Insulating the tank, inside or outside of it, often helps.

There are mixing valves that will blend in some hot water to prevent the ice cold water in the tank, but that assumes that hot water is available at the bathroom whenever one flushes.

I've seen trays that hang under the tank that collect the drips.

Here's one:

http://www.amazon.com/William-H-Harvey-090950-Toilet/dp/B000HE6CY2/ref=sr_1_1?ie=UTF8&qid=1373857130&sr=8-1&keywords=toilet tank drip tray


----------



## pyroholic (Jul 14, 2013)

I have seen a storage tank ( old h2o heater) plumbed into the cold water line in the basement.  This storage allows the cold water some time to acclimate to room temp before sending it to the toilet.  Also can help keep the regular water heater from getting shocked with such cold water too.


----------



## BrotherBart (Jul 14, 2013)

Probably why we don't have the sweating problem. The bladder tank holding the stuff until we can't hold the stuff.


----------



## maple1 (Jul 15, 2013)

Less flushes.

'Don't flush for every little tinkle' - something I've been trying to get across to the kids here for years for water saving reasons. But it reduces the sweats too.


----------



## velvetfoot (Jul 15, 2013)

A tray could be helpful, but the reviews aren't universally glowing.  Then too, the bowl itelf sweats as well.
The trays are said not to be cosmetically appealing, but neither, I suppose would leaving the lid off.
When I was younger and visiting some peoples' houses, they had the tank wrapped in some decorative cover, maybe even matching the floor mat.  I didn't think at the time they might have a practical use.
I have to read some more on the internal liners-maybe they can be retrofit.


----------



## firefighterjake (Jul 15, 2013)

velvetfoot said:


> A tray could be helpful, but the reviews aren't universally glowing. Then too, the bowl itelf sweats as well.
> The trays are said not to be cosmetically appealing, but neither, I suppose would leaving the lid off.
> When I was younger and visiting some peoples' houses, they had the tank wrapped in some decorative cover, maybe even matching the floor mat. I didn't think at the time they might have a practical use.
> I have to read some more on the internal liners-maybe they can be retrofit.


 
HehHeh . . . sounds like my grandmother's house (she's dead now) . . . matching rug in front of the toilet, toilet tank cover and a knitted toilet paper cover . . . oh yeah, and the bars of soap shaped like sea shells that no one ever dared use.


----------



## velvetfoot (Jul 15, 2013)

I'll also try to effect behavioral change at the velvetfoot domicile.
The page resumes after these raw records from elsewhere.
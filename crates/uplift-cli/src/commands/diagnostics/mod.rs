//! Diagnostic commands

mod checks;
mod doctor;
mod types;

pub use doctor::doctor;
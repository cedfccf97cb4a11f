//! Validators for untrusted input
//!
//! Each validator is a synchronous, in-process decision over one kind of
//! input. The only shared mutable state is the allowed-directory set of the
//! path validator and the audit logs owned by the enforcing wrappers.

pub mod audit;
pub mod command;
pub mod path;
mod patterns;
pub mod plugin;
pub mod profile;
pub mod result;
pub mod risk;
pub mod signature;
pub mod sql;
pub mod suite;

pub use audit::{AuditEntry, AuditLog, DEFAULT_AUDIT_CAPACITY, SharedAuditLog, sanitize_for_log};
pub use command::{CommandPolicy, CommandValidator};
pub use path::{AccessMode, AllowedDirectorySet, PathPolicy, PathValidator};
pub use plugin::{
    DangerousPatternDetector, Permission, PluginPolicy, PluginSignature, PluginValidator,
};
pub use profile::SecurityProfile;
pub use result::{
    CommandValidation, PathValidation, PluginValidation, SqlValidation, ValidationOutcome,
};
pub use risk::{CommandRisk, PathRisk, PluginRisk, RiskTier, SqlRisk};
pub use signature::{KeySource, SignatureValidator, SigningKey};
pub use sql::{IdentifierKind, IdentifierValidator, InjectionDetector};
pub use suite::SecuritySuite;
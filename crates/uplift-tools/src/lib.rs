//! Secure wrappers for Uplift
//!
//! Each wrapper pairs an unsafe primitive (a shell session, a file editor, a
//! SQLite store, a module loader, a cache backend) with the matching
//! validator from `uplift-core`. Rejections become `ToolError::Security` and
//! land in the wrapper's audit log; nothing reaches the primitive unvalidated.

pub mod bash;
pub mod cache;
pub mod edit;
pub mod error;
pub mod plugin;
pub mod sql;

pub use bash::{BashSession, CommandOutput, SecureExecutor, ShellSession};
pub use cache::{CacheBackend, CacheStats, MemoryBackend, SecureCache};
pub use edit::{EditCommand, FileEditor, SecureEditTool, SecurePathManager};
pub use error::{ToolError, ToolResult};
pub use plugin::{
    ApprovedPlugin, LoadedModule, ModuleLoader, PluginDecision, SecurePluginLoader,
    SourceModuleLoader,
};
pub use sql::{SecureSqlManager, SecureSqliteConfigStore, SqliteConfigStore};

/// Characters of a command kept in audit entries
pub const AUDIT_COMMAND_CHARS: usize = 200;

/// Characters of command output kept in audit entries
pub const AUDIT_OUTPUT_CHARS: usize = 500;

/// Characters of a SQL query kept in audit entries
pub const AUDIT_QUERY_CHARS: usize = 100;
I wonder how those hot water mixing valves work?  It takes a while for hot water to get to the bathrooms.  If nobody's been using any water for a while, the hot and cold water line temperatures coming in would be approx. the same temp. for a while.  It's been so humid, it doesn't take much of a temp. difference to cause condensation.


----------



## velvetfoot (Jul 15, 2013)

I just watched a This Old House video on installing a mixing valve.  I wonder if it would work?  Would mean some work, maybe use more hot water...


----------



## bmblank (Jul 15, 2013)

firefighterjake said:


> oh yeah, and the bars of soap shaped like sea shells that no one ever dared use.


Yeah, what the hell is with those things?


----------



## SmokeyTheBear (Jul 15, 2013)

There are insulation kits that are cemented inside the water tank of the most important seat in the house this stops a lot of the tank sweats.


----------



## velvetfoot (Jul 15, 2013)

SmokeyTheBear said:


> There are insulation kits that are cemented inside the water tank of the most important seat in the house this stops a lot of the tank sweats.
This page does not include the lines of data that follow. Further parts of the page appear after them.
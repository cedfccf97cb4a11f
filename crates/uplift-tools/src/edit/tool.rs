//! `SecureEditTool`: path validation in front of `FileEditor`

use super::editor::FileEditor;
use super::manager::SecurePathManager;
use crate::error::ToolResult;
use serde::{Deserialize, Serialize};
use std::path::Path;
use std::sync::Arc;
use tracing::{debug, instrument};
use uplift_core::{AccessMode, PathValidator, SecuritySuite};

/// One editor operation
#[derive(Debug, Clone, PartialEq, Eq, Serialize, Deserialize)]
#[serde(tag = "command", rename_all = "snake_case")]
pub enum EditCommand {
    View {
        #[serde(default, skip_serializing_if = "Option::is_none")]
        view_range: Option<(usize, usize)>,
    },
    Create {
        file_text: String,
    },
    StrReplace {
        old_str: String,
        new_str: String,
    },
    Insert {
        insert_line: usize,
        new_str: String,
    },
    UndoEdit,
}

impl EditCommand {
    pub fn name(&self) -> &'static str {
        match self {
            Self::View { .. } => "view",
            Self::Create { .. } => "create",
            Self::StrReplace { .. } => "str_replace",
            Self::Insert { .. } => "insert",
            Self::UndoEdit => "undo_edit",
        }
    }

    /// The access the command needs on its target
    pub fn access_mode(&self) -> AccessMode {
        match self {
            Self::View { .. } => AccessMode::Read,
            Self::Create { .. } => AccessMode::Create,
            Self::StrReplace { .. } | Self::Insert { .. } | Self::UndoEdit => AccessMode::Write,
        }
    }
}

/// File edits restricted to validated, canonical paths
#[derive(Debug)]
pub struct SecureEditTool {
    paths: SecurePathManager,
    editor: FileEditor,
}

impl SecureEditTool {
    pub fn new(validator: Arc<PathValidator>) -> Self {
        Self::with_manager(SecurePathManager::new(validator))
    }

    pub fn with_manager(paths: SecurePathManager) -> Self {
        Self {
            paths,
            editor: FileEditor::new(),
        }
    }

    pub fn from_suite(suite: &SecuritySuite) -> Self {
        Self::with_manager(SecurePathManager::from_suite(suite))
    }

    pub fn paths(&self) -> &SecurePathManager {
        &self.paths
    }

    /// Validate `path` for the command's access mode, then run it on the
    /// resolved path
    #[instrument(skip(self, command), fields(command = command.name(), path = %path.display()))]
    pub async fn execute(&self, path: &Path, command: EditCommand) -> ToolResult<String> {
        let resolved = self.paths.require(path, command.access_mode())?;
        debug!(resolved = %resolved.display(), "running edit");

        match command {
            EditCommand::View { view_range } => self.editor.view(&resolved, view_range).await,
            EditCommand::Create { file_text } => self.editor.create(&resolved, &file_text).await,
            EditCommand::StrReplace { old_str, new_str } => {
                self.editor.str_replace(&resolved, &old_str, &new_str).await
            }
            EditCommand::Insert {
                insert_line,
                new_str,
            } => self.editor.insert(&resolved, insert_line, &new_str).await,
            EditCommand::UndoEdit => self.editor.undo_edit(&resolved).await,
        }
    }
}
I've read bad reviews of them.  Apparently there are also insulated tanks from the mfrs.


----------



## firebroad (Jul 15, 2013)

velvetfoot said:


> When I was younger and visiting some peoples' houses, they had the tank wrapped in some decorative cover, maybe even matching the floor mat. I didn't think at the time they might have a practical use.


 
That's EXACTLY what those tank covers were for.  Time was, you bought bathroom rugs as sets, 3 piece or 5 piece.  The 5 Piece was the one with the tank covers.  Only problem was they got smelly when boys don't aim too well.


----------



## lukem (Jul 15, 2013)

Have you taken the water's temperature to figure out how much of a difference you need to make?  Your water might not be too cold, your humidity could be too high and it might make more sense to focus on that.


----------



## velvetfoot (Jul 15, 2013)

lukem said:


> Have you taken the water's temperature to figure out how much of a difference you need to make?  Your water might not be too cold, your humidity could be too high and it might make more sense to focus on that.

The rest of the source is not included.